WHAT NEEDS TO BE DONE: With the line containing "pub fn new(cfg: &'a" as the start and the line containing "is never abandoned." as the end, transcribe that span of the entries below exactly, including both.

^^^^^^^^

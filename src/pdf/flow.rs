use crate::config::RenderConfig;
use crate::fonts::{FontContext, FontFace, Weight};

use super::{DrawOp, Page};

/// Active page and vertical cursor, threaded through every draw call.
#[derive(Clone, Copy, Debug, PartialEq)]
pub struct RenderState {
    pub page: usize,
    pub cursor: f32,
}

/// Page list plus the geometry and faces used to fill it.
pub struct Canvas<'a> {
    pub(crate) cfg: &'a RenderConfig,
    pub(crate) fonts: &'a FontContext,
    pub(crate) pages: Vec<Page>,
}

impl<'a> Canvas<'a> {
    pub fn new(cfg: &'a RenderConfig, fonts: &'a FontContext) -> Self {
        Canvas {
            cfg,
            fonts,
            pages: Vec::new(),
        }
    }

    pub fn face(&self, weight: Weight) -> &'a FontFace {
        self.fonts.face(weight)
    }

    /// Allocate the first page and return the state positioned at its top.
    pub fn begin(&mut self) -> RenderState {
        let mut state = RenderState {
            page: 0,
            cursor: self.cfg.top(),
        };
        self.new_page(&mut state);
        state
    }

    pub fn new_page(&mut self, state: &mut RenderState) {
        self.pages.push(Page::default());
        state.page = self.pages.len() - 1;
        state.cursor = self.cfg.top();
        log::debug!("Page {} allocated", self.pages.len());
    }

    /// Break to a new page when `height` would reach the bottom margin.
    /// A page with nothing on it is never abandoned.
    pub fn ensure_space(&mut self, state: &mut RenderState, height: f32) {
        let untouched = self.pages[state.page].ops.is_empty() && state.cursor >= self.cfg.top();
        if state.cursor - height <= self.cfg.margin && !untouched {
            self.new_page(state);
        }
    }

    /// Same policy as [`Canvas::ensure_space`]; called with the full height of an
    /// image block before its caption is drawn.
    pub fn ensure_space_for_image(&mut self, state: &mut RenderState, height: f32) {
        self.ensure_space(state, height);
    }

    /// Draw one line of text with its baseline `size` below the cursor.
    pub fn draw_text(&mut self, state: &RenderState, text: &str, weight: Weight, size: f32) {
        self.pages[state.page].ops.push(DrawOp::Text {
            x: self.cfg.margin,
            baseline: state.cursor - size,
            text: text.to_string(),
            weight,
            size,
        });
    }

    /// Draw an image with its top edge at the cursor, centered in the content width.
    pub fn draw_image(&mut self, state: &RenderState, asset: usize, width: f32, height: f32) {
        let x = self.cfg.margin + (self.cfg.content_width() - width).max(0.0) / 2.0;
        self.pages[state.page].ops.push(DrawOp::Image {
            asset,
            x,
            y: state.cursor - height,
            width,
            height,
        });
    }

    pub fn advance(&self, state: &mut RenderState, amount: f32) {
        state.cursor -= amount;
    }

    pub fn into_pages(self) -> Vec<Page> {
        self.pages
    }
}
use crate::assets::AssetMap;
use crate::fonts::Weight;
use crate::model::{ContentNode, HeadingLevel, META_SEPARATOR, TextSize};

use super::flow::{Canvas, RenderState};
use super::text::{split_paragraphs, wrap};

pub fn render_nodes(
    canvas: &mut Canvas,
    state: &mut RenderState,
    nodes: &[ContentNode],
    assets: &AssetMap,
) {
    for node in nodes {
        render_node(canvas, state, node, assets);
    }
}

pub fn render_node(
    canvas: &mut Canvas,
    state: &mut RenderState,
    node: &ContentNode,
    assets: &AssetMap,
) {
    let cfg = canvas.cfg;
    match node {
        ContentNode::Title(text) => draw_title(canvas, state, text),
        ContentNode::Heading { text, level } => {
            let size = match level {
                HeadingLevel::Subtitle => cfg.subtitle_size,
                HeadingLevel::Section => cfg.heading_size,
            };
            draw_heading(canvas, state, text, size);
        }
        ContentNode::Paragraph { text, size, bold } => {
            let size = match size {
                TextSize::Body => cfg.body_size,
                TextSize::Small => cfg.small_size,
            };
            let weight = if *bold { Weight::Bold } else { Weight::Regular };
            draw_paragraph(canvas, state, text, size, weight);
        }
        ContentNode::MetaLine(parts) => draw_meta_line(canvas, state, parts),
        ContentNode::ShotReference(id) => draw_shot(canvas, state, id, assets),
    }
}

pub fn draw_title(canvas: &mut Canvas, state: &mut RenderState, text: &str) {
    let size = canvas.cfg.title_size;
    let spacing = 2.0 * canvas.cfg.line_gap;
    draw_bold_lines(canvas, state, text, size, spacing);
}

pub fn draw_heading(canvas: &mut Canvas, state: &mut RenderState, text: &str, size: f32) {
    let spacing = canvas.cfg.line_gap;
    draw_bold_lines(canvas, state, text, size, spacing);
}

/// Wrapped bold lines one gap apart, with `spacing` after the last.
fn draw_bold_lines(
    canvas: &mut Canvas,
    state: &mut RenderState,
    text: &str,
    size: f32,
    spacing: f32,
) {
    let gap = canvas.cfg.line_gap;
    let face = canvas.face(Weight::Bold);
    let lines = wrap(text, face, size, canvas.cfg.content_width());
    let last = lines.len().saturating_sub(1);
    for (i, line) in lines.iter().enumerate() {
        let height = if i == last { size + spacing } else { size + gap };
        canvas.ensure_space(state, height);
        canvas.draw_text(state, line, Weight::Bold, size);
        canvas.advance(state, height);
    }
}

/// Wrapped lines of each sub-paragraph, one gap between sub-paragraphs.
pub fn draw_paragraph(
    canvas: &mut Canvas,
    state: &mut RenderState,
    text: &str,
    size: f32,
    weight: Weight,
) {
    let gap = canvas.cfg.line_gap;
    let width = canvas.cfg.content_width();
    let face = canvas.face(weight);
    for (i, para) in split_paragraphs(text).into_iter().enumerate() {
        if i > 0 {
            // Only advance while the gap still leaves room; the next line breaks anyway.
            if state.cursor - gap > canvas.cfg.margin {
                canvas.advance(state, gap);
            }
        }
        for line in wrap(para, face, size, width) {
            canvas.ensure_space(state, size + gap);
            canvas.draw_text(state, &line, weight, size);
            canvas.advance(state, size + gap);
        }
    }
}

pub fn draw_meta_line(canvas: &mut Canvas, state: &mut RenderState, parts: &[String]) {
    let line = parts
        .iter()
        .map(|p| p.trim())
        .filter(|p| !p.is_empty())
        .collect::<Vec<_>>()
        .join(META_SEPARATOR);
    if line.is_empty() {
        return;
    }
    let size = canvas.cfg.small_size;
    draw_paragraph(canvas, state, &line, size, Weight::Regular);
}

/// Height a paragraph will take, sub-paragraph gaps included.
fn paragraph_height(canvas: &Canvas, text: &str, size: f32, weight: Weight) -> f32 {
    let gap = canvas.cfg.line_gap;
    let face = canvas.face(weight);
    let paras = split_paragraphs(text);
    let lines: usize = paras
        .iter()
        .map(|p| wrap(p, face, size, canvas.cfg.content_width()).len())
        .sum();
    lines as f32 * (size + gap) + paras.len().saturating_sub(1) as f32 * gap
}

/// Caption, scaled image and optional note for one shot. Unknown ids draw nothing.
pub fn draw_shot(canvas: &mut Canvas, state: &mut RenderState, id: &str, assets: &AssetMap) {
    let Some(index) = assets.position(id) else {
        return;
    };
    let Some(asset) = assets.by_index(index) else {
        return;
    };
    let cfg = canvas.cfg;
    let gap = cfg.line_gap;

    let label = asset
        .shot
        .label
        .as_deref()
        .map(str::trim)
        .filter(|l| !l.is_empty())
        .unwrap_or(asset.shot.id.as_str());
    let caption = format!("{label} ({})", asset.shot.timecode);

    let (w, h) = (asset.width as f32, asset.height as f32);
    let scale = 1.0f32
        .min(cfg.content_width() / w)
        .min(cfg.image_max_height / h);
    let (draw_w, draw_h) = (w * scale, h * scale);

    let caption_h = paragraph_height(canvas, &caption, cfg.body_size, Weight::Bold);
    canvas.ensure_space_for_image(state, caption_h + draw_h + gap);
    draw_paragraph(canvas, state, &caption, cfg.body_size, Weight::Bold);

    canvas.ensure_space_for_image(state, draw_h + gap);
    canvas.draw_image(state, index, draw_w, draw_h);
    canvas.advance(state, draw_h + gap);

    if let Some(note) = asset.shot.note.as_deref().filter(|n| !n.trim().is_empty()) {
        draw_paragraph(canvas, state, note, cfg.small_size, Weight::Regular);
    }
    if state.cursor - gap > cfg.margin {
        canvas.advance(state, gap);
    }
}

^^^^^^^^

SOLVED PROBLEM:
    pub fn new(cfg: &'a RenderConfig, fonts: &'a FontContext) -> Self {
        Canvas {
            cfg,
            fonts,
            pages: Vec::new(),
        }
    }

    pub fn face(&self, weight: Weight) -> &'a FontFace {
        self.fonts.face(weight)
    }

    /// Allocate the first page and return the state positioned at its top.
    pub fn begin(&mut self) -> RenderState {
        let mut state = RenderState {
            page: 0,
            cursor: self.cfg.top(),
        };
        self.new_page(&mut state);
        state
    }

    pub fn new_page(&mut self, state: &mut RenderState) {
        self.pages.push(Page::default());
        state.page = self.pages.len() - 1;
        state.cursor = self.cfg.top();
        log::debug!("Page {} allocated", self.pages.len());
    }

    /// Break to a new page when `height` would reach the bottom margin.
    /// A page with nothing on it is never abandoned.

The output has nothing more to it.